Pascoe half expected an angry outburst at this revelation of his oblique approach to Aldermann but Elgood merely responded with heavy sarcasm, 'What did he expect, bloodstains on the carpet?'

Pascoe ignored this and proceeded, 'I've also looked carefully at such reports as exist on the deaths of your Mr Eagles and Mr Bulmer. There doesn't appear to be an untoward circumstance in either case.'

'No?' Elgood sounded almost relieved. 'Well, I was mebbe a bit upset the other day. You can get things out of proportion, can't you? I've had a lot on my mind recently.'

Perversely, Elgood's apparent desire to drop the matter provoked Pascoe into pressing on. He dumped the plastic bag on the desk.

'I've got your lamp here, sir. Our technical staff checked it out. A worn connection caused the trouble.'

'Bloody lousy workmanship, as usual,' grumbled Elgood.

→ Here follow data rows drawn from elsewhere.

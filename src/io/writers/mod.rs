pub mod encode;
pub mod jpeg;
pub mod sidecar;
//! Command Line Interface (CLI) layer for studiocrop.
//!
//! This module defines argument parsing (`args`), error types (`errors`),
//! and the orchestration logic (`runner`) for single-file and batch
//! processing flows. It wires user-provided options to the underlying
//! library functionality exposed via `studiocrop::api`.
//!
//! If you are embedding studiocrop into another application, prefer using
//! the high-level `studiocrop::api` module instead of calling the CLI code.
pub mod args;
pub mod errors;
pub mod runner;

pub use args::CliArgs;
pub use runner::run;
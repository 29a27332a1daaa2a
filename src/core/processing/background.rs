//! Background estimation from the four image corners.
//!
//! Each corner contributes the per-channel median of a small square patch; the
//! brightest candidate wins, and the spread of that corner's differences from
//! the winner drives an adaptive threshold for the difference cropper.
use image::RgbaImage;
use serde::{Deserialize, Serialize};
use tracing::debug;

use crate::core::processing::difference::gray_difference;

/// 8-bit RGB triple.
pub type Color = [u8; 3];

const PATCH_DIVISOR: u32 = 18;
const MIN_PATCH: u32 = 6;
const MAX_PATCH: u32 = 24;
const MIN_AUTO_THRESHOLD: u32 = 3;
const MAX_AUTO_THRESHOLD: u32 = 80;

#[derive(Debug, Clone, Copy, PartialEq, Eq, Serialize, Deserialize)]
#[serde(rename_all = "kebab-case")]
pub enum Corner {
    TopLeft,
    TopRight,
    BottomLeft,
    BottomRight,
}

impl Corner {
    pub const ALL: [Corner; 4] = [
        Corner::TopLeft,
        Corner::TopRight,
        Corner::BottomLeft,
        Corner::BottomRight,
    ];

    /// Top-left origin of a `patch` x `patch` square in this corner.
    fn origin(self, width: u32, height: u32, patch: u32) -> (u32, u32) {
        let right = width - patch;
        let bottom = height - patch;
        match self {
            Corner::TopLeft => (0, 0),
            Corner::TopRight => (right, 0),
            Corner::BottomLeft => (0, bottom),
            Corner::BottomRight => (right, bottom),
        }
    }
}

#[derive(Debug, Clone, Copy, PartialEq, Eq, Serialize, Deserialize)]
pub struct BackgroundEstimate {
    pub color: Color,
    /// Corner whose median produced `color`
    pub corner: Corner,
    /// Side of the sampled square, in pixels
    pub patch: u32,
    pub median_noise: u8,
    pub mad: u8,
    pub auto_threshold: u8,
}

impl BackgroundEstimate {
    /// A low manual threshold never defeats the adaptive one; a high one is honored.
    pub fn effective_threshold(&self, caller_threshold: u8) -> u8 {
        caller_threshold.max(self.auto_threshold)
    }
}

/// Side of the square sampled in each corner, limited to the image itself.
pub fn patch_size(width: u32, height: u32) -> u32 {
    (width.min(height) / PATCH_DIVISOR)
        .clamp(MIN_PATCH, MAX_PATCH)
        .min(width)
        .min(height)
}

#[inline]
fn luma_sum(color: Color) -> u32 {
    color.iter().map(|&c| c as u32).sum()
}

/// Middle element of an unsorted sample (upper median for even lengths).
fn median(values: &mut [u8]) -> u8 {
    let mid = values.len() / 2;
    *values.select_nth_unstable(mid).1
}

/// Opaque RGB samples of one corner patch.
fn corner_samples(img: &RgbaImage, corner: Corner, patch: u32) -> Vec<Color> {
    let (width, height) = img.dimensions();
    let (x0, y0) = corner.origin(width, height, patch);
    let mut samples = Vec::with_capacity((patch * patch) as usize);
    for y in y0..y0 + patch {
        for x in x0..x0 + patch {
            let [r, g, b, a] = img.get_pixel(x, y).0;
            if a != 0 {
                samples.push([r, g, b]);
            }
        }
    }
    samples
}

fn median_color(samples: &[Color]) -> Color {
    let mut channel = Vec::with_capacity(samples.len());
    let mut out = [0u8; 3];
    for (c, slot) in out.iter_mut().enumerate() {
        channel.clear();
        channel.extend(samples.iter().map(|s| s[c]));
        *slot = median(&mut channel);
    }
    out
}

/// Estimate the background color and noise level from the image corners.
///
/// Returns `None` when a corner has no usable samples (an empty image, or a
/// corner that is entirely transparent); callers then fall back to the
/// near-white cropper.
pub fn estimate_background(img: &RgbaImage) -> Option<BackgroundEstimate> {
    let (width, height) = img.dimensions();
    if width == 0 || height == 0 {
        return None;
    }
    let patch = patch_size(width, height);

    let mut best: Option<(usize, Color)> = None;
    let mut patches = Vec::with_capacity(Corner::ALL.len());
    for (index, corner) in Corner::ALL.iter().enumerate() {
        let samples = corner_samples(img, *corner, patch);
        if samples.is_empty() {
            debug!(?corner, "corner patch has no opaque samples");
            return None;
        }
        let candidate = median_color(&samples);
        debug!(?corner, ?candidate, "corner median");
        // Strict comparison keeps the earliest corner on ties
        if best.is_none_or(|(_, color)| luma_sum(candidate) > luma_sum(color)) {
            best = Some((index, candidate));
        }
        patches.push(samples);
    }
    let (index, color) = best?;
    let corner = Corner::ALL[index];

    let mut diffs: Vec<u8> = patches[index]
        .iter()
        .map(|&px| gray_difference(px, color))
        .collect();
    let median_noise = median(&mut diffs);
    let mut deviations: Vec<u8> = diffs.iter().map(|&d| d.abs_diff(median_noise)).collect();
    let mad = median(&mut deviations);

    let auto_threshold = (median_noise as u32 + 8 * mad as u32 + 2)
        .clamp(MIN_AUTO_THRESHOLD, MAX_AUTO_THRESHOLD) as u8;

    debug!(
        ?corner,
        ?color,
        patch,
        median_noise,
        mad,
        auto_threshold,
        "background estimate"
    );

    Some(BackgroundEstimate {
        color,
        corner,
        patch,
        median_noise,
        mad,
        auto_threshold,
    })
}
//! I/O layer: decoding and validating source images, discovering batch
//! inputs, naming outputs, and `writers` for JPEG/PNG/WebP outputs and JSON
//! crop sidecars.
pub mod inputs;
pub mod reader;
pub use reader::{DecodedImage, decode_bytes, decode_path};

pub mod writers;
//! Shared types and enums used across studiocrop.
//! Includes `CropMode`, `OutputFormat`, and the `CropOutcome` reported by the
//! autocrop engine.
use clap::ValueEnum;
use serde::{Deserialize, Serialize};

/// Strategy used to locate the subject.
///
/// The caller's threshold is read per mode: a difference cutoff for
/// `BackgroundDifference`, a whiteness cutoff for `NearWhiteThreshold`.
#[derive(
    Copy, Clone, PartialEq, Eq, PartialOrd, Ord, ValueEnum, Debug, Default, Serialize, Deserialize,
)]
#[serde(rename_all = "kebab-case")]
pub enum CropMode {
    #[default]
    BackgroundDifference,
    NearWhiteThreshold,
}

impl CropMode {
    /// Threshold used when the caller does not pick one.
    pub fn default_threshold(self) -> u8 {
        match self {
            CropMode::BackgroundDifference => 12,
            CropMode::NearWhiteThreshold => 250,
        }
    }
}

impl std::fmt::Display for CropMode {
    fn fmt(&self, f: &mut std::fmt::Formatter<'_>) -> std::fmt::Result {
        match self {
            CropMode::BackgroundDifference => write!(f, "background-difference"),
            CropMode::NearWhiteThreshold => write!(f, "near-white-threshold"),
        }
    }
}

/// Which terminal state the fallback chain ended in.
#[derive(Copy, Clone, PartialEq, Eq, Debug, Serialize, Deserialize)]
#[serde(rename_all = "kebab-case")]
pub enum CropOutcome {
    BackgroundDifference,
    NearWhiteThreshold,
    Uncropped,
}

impl CropOutcome {
    pub fn is_cropped(self) -> bool {
        !matches!(self, CropOutcome::Uncropped)
    }
}

impl std::fmt::Display for CropOutcome {
    fn fmt(&self, f: &mut std::fmt::Formatter<'_>) -> std::fmt::Result {
        match self {
            CropOutcome::BackgroundDifference => write!(f, "cropped via background-difference"),
            CropOutcome::NearWhiteThreshold => write!(f, "cropped via near-white-threshold"),
            CropOutcome::Uncropped => write!(f, "uncropped"),
        }
    }
}

#[derive(
    Copy, Clone, PartialEq, Eq, PartialOrd, Ord, ValueEnum, Debug, Default, Serialize, Deserialize,
)]
#[serde(rename_all = "lowercase")]
pub enum OutputFormat {
    Webp,
    Jpg,
    Png,
    /// Re-encode in the format the source was decoded from
    #[default]
    Keep,
}

impl OutputFormat {
    /// File extension (without the dot); `None` for `Keep`, whose extension
    /// follows the source file.
    pub fn extension(self) -> Option<&'static str> {
        match self {
            OutputFormat::Webp => Some("webp"),
            OutputFormat::Jpg => Some("jpg"),
            OutputFormat::Png => Some("png"),
            OutputFormat::Keep => None,
        }
    }
}

impl std::fmt::Display for OutputFormat {
    fn fmt(&self, f: &mut std::fmt::Formatter<'_>) -> std::fmt::Result {
        let s = match self {
            OutputFormat::Webp => "webp",
            OutputFormat::Jpg => "jpg",
            OutputFormat::Png => "png",
            OutputFormat::Keep => "keep",
        };
        write!(f, "{}", s)
    }
}

/// Concrete encoding chosen once `Keep` has been resolved against the source.
#[derive(Copy, Clone, PartialEq, Eq, Debug, Serialize, Deserialize)]
#[serde(rename_all = "lowercase")]
pub enum Encoding {
    Webp,
    Jpeg,
    Png,
}

impl Encoding {
    pub fn extension(self) -> &'static str {
        match self {
            Encoding::Webp => "webp",
            Encoding::Jpeg => "jpg",
            Encoding::Png => "png",
        }
    }

    pub fn mime_type(self) -> &'static str {
        match self {
            Encoding::Webp => "image/webp",
            Encoding::Jpeg => "image/jpeg",
            Encoding::Png => "image/png",
        }
    }

    /// Map a decoded source format; anything we cannot write back becomes JPEG.
    pub fn from_source(format: Option<image::ImageFormat>) -> Self {
        match format {
            Some(image::ImageFormat::Png) => Encoding::Png,
            Some(image::ImageFormat::WebP) => Encoding::Webp,
            _ => Encoding::Jpeg,
        }
    }

    pub fn resolve(format: OutputFormat, source: Option<image::ImageFormat>) -> Self {
        match format {
            OutputFormat::Webp => Encoding::Webp,
            OutputFormat::Jpg => Encoding::Jpeg,
            OutputFormat::Png => Encoding::Png,
            OutputFormat::Keep => Encoding::from_source(source),
        }
    }
}

impl std::fmt::Display for Encoding {
    fn fmt(&self, f: &mut std::fmt::Formatter<'_>) -> std::fmt::Result {
        write!(f, "{}", self.mime_type())
    }
}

'It could have been worn deliberately,' said Pascoe. 'By rubbing it against the edge of a desk, for instance.'

'Was there any sign of that?'

'No,' admitted Pascoe. 'But no positive evidence it
didn't
happen either. Similarly with your garage door. The spring had gone and the whole counterweight system was therefore out of operation. Wear and tear, metal fatigue, or . . .'

'Or what, Inspector?' said Elgood irritably. 'Is there owt or is there nowt?'

Pascoe shrugged and said enigmatically. 'Nowt. Either way.'

Elgood rose and wandered across the room, glancing at his watch. He came to a halt in front of the photograph of the group at the works gate.

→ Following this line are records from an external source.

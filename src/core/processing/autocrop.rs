//! Autocrop fallback chain.
//!
//! A crop request is planned as an ordered list of strategies. Each strategy
//! either finds a definite subject box or reports that it does not apply; the
//! first box found is padded once and cut from the original image. When no
//! strategy applies the original image is returned untouched.
use std::borrow::Cow;

use image::{DynamicImage, RgbaImage};
use serde::{Deserialize, Serialize};
use tracing::{debug, info};

use crate::core::params::CropParams;
use crate::core::processing::background::{BackgroundEstimate, estimate_background};
use crate::core::processing::bbox::BoundingBox;
use crate::core::processing::difference::{difference_map, foreground_bounds};
use crate::core::processing::threshold::{FALLBACK_WHITE_THRESHOLD, near_white_bounds};
use crate::types::{CropMode, CropOutcome};

#[derive(Debug, Clone, Copy, PartialEq, Eq)]
enum Strategy {
    BackgroundDifference { threshold: u8 },
    NearWhite { threshold: u8, reject_near_whole: bool },
}

impl Strategy {
    fn outcome(self) -> CropOutcome {
        match self {
            Strategy::BackgroundDifference { .. } => CropOutcome::BackgroundDifference,
            Strategy::NearWhite { .. } => CropOutcome::NearWhiteThreshold,
        }
    }
}

fn plan(params: &CropParams) -> Vec<Strategy> {
    match params.mode {
        CropMode::BackgroundDifference => vec![
            Strategy::BackgroundDifference {
                threshold: params.threshold,
            },
            Strategy::NearWhite {
                threshold: FALLBACK_WHITE_THRESHOLD,
                reject_near_whole: true,
            },
        ],
        CropMode::NearWhiteThreshold => vec![Strategy::NearWhite {
            threshold: params.threshold,
            reject_near_whole: false,
        }],
    }
}

enum Detection {
    Found { bbox: BoundingBox, threshold: u8 },
    NotApplicable,
}

/// Where the chain ended and what it saw on the way.
#[derive(Debug, Clone, Copy, PartialEq, Eq, Serialize, Deserialize)]
pub struct CropDecision {
    pub outcome: CropOutcome,
    /// Subject box before padding; `None` when uncropped
    pub detected: Option<BoundingBox>,
    /// Padded, clamped region actually kept
    pub crop_box: BoundingBox,
    /// Threshold applied by the strategy that succeeded
    pub threshold: Option<u8>,
    pub background: Option<BackgroundEstimate>,
}

/// Result of [`autocrop`]: the new bitmap plus the decision that produced it.
#[derive(Debug, Clone)]
pub struct Autocropped {
    pub image: DynamicImage,
    pub decision: CropDecision,
}

fn run_strategy(
    strategy: Strategy,
    rgba: &RgbaImage,
    background: &mut Option<BackgroundEstimate>,
) -> Detection {
    let (width, height) = rgba.dimensions();
    match strategy {
        Strategy::BackgroundDifference { threshold } => {
            let Some(estimate) = estimate_background(rgba) else {
                debug!("no usable background estimate");
                return Detection::NotApplicable;
            };
            *background = Some(estimate);
            let effective = estimate.effective_threshold(threshold);
            let diff = difference_map(rgba, estimate.color);
            match foreground_bounds(&diff, effective) {
                Some(bbox) if !bbox.is_near_whole(width, height) => Detection::Found {
                    bbox,
                    threshold: effective,
                },
                Some(bbox) => {
                    debug!(%bbox, effective, "difference box covers the whole image");
                    Detection::NotApplicable
                }
                None => {
                    debug!(effective, "no pixel differs from the background");
                    Detection::NotApplicable
                }
            }
        }
        Strategy::NearWhite {
            threshold,
            reject_near_whole,
        } => match near_white_bounds(rgba, threshold) {
            Some(bbox) if reject_near_whole && bbox.is_near_whole(width, height) => {
                debug!(%bbox, threshold, "near-white box covers the whole image");
                Detection::NotApplicable
            }
            Some(bbox) => Detection::Found { bbox, threshold },
            None => {
                debug!(threshold, "no pixel below the near-white threshold");
                Detection::NotApplicable
            }
        },
    }
}

/// Decide which region of `rgba` to keep, without touching any pixels.
pub fn decide_crop(rgba: &RgbaImage, params: &CropParams) -> CropDecision {
    let (width, height) = rgba.dimensions();
    let mut background = None;

    for strategy in plan(params) {
        if let Detection::Found { bbox, threshold } = run_strategy(strategy, rgba, &mut background)
        {
            return CropDecision {
                outcome: strategy.outcome(),
                detected: Some(bbox),
                crop_box: bbox.padded(params.padding_px, width, height),
                threshold: Some(threshold),
                background,
            };
        }
    }

    CropDecision {
        outcome: CropOutcome::Uncropped,
        detected: None,
        crop_box: BoundingBox::full(width, height),
        threshold: None,
        background,
    }
}

fn rgba_view(img: &DynamicImage) -> Cow<'_, RgbaImage> {
    match img {
        DynamicImage::ImageRgba8(buf) => Cow::Borrowed(buf),
        other => Cow::Owned(other.to_rgba8()),
    }
}

/// Crop `img` to its detected subject plus padding.
///
/// Never fails: every degenerate case ends in the original image being
/// returned as a fresh copy with [`CropOutcome::Uncropped`].
pub fn autocrop(img: &DynamicImage, params: &CropParams) -> Autocropped {
    let rgba = rgba_view(img);
    let decision = decide_crop(&rgba, params);

    let image = match decision.outcome {
        CropOutcome::Uncropped => img.clone(),
        _ => {
            let b = decision.crop_box;
            img.crop_imm(b.left, b.top, b.width(), b.height())
        }
    };

    info!(
        mode = %params.mode,
        outcome = %decision.outcome,
        from_w = img.width(),
        from_h = img.height(),
        to_w = image.width(),
        to_h = image.height(),
        "Autocrop finished"
    );

    Autocropped { image, decision }
}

'So I've made a bit of a charley of myself,' he said. 'Well, it happens to everyone, I suppose.'

'Not very often to you, I shouldn't have thought,' said Pascoe.

'Not often,' agreed Elgood. 'Once in a blue moon, though, a man's entitled to act a bit daft. Well, I've had my turn, and I hope it'll see me out. Thanks for calling, Inspector.'

He turned to face Pascoe, but the Inspector did not take his cue to depart.

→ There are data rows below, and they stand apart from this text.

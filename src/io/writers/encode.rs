use image::codecs::png::{CompressionType, FilterType, PngEncoder};
use image::codecs::webp::WebPEncoder;
use image::DynamicImage;
use tracing::debug;

use crate::core::params::EncodeParams;
use crate::error::{Error, Result};
use crate::io::writers::jpeg::encode_jpeg;
use crate::types::Encoding;

/// True when the image has an alpha channel and at least one pixel uses it.
pub fn has_transparency(image: &DynamicImage) -> bool {
    if !image.color().has_alpha() {
        return false;
    }
    image.to_rgba8().pixels().any(|p| p.0[3] < u8::MAX)
}

pub fn encode_png(image: &DynamicImage) -> Result<Vec<u8>> {
    let mut buffer = Vec::new();
    let encoder =
        PngEncoder::new_with_quality(&mut buffer, CompressionType::Best, FilterType::Adaptive);
    image
        .write_with_encoder(encoder)
        .map_err(|e| Error::encode("png", e))?;
    Ok(buffer)
}

/// Encode as WebP. An alpha channel is only kept when some pixel is
/// transparent.
///
/// The `image` WebP encoder is lossless, so `quality` is recorded but has no
/// effect on the output.
pub fn encode_webp(image: &DynamicImage, quality: u8) -> Result<Vec<u8>> {
    debug!(quality, "Encoding lossless WebP");
    let mut buffer = Vec::new();
    let encoder = WebPEncoder::new_lossless(&mut buffer);
    let written = if has_transparency(image) {
        image.to_rgba8().write_with_encoder(encoder)
    } else {
        image.to_rgb8().write_with_encoder(encoder)
    };
    written.map_err(|e| Error::encode("webp", e))?;
    Ok(buffer)
}

pub fn encode_image(
    image: &DynamicImage,
    encoding: Encoding,
    params: &EncodeParams,
) -> Result<Vec<u8>> {
    match encoding {
        Encoding::Jpeg => encode_jpeg(image),
        Encoding::Png => encode_png(image),
        Encoding::Webp => encode_webp(image, params.webp_quality),
    }
}

#[cfg(test)]
mod tests {
    use super::*;
    use image::{Rgba, RgbaImage};

    fn opaque_rgba() -> DynamicImage {
        DynamicImage::ImageRgba8(RgbaImage::from_pixel(10, 10, Rgba([20, 120, 20, 255])))
    }

    #[test]
    fn opaque_alpha_is_flattened_for_webp() {
        let bytes = encode_webp(&opaque_rgba(), 90).unwrap();
        let decoded = image::load_from_memory(&bytes).unwrap();
        assert!(!decoded.color().has_alpha());
    }

    #[test]
    fn transparent_pixels_keep_alpha_in_webp() {
        let mut img = RgbaImage::from_pixel(10, 10, Rgba([20, 120, 20, 255]));
        img.put_pixel(0, 0, Rgba([0, 0, 0, 0]));
        let bytes = encode_webp(&DynamicImage::ImageRgba8(img), 90).unwrap();
        let decoded = image::load_from_memory(&bytes).unwrap();
        assert!(decoded.color().has_alpha());
        assert_eq!(decoded.to_rgba8().get_pixel(0, 0).0[3], 0);
    }

    #[test]
    fn png_keeps_pixels_exactly() {
        let mut img = RgbaImage::from_pixel(7, 5, Rgba([250, 250, 250, 255]));
        img.put_pixel(3, 2, Rgba([1, 2, 3, 0]));
        let source = DynamicImage::ImageRgba8(img);
        let bytes = encode_image(&source, Encoding::Png, &EncodeParams::default()).unwrap();
        let decoded = image::load_from_memory(&bytes).unwrap();
        assert_eq!(decoded.to_rgba8(), source.to_rgba8());
    }

    #[test]
    fn has_transparency_ignores_rgb() {
        let rgb = DynamicImage::new_rgb8(4, 4);
        assert!(!has_transparency(&rgb));
        assert!(!has_transparency(&opaque_rgba()));
    }
}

'There was one other thing,' he said. 'Something which seemed to have a better chance of fitting in with your notion that Mr Aldermann was shoving people out of his way rather recklessly. You had a Mr Burke working here once, didn't you?'

'Chris Burke? Aye. What about him?'

Elgood's face was thrust forward attentively, bright eyes alert.

'If I understand it right, Aldermann came here in the first instance on a part-time basis?'

'Yes, that's right.'

'And would never have joined the staff full time if a vacancy hadn't occurred, the vacancy being caused by the death of Mr Burke who was assistant to Mr Eagles, your Chief Accountant?'

'So?'

'So,' said Pascoe. 'Here's another death that helped advance Mr Aldermann.'

'Don't be bloody daft! That was four years ago!' said Elgood.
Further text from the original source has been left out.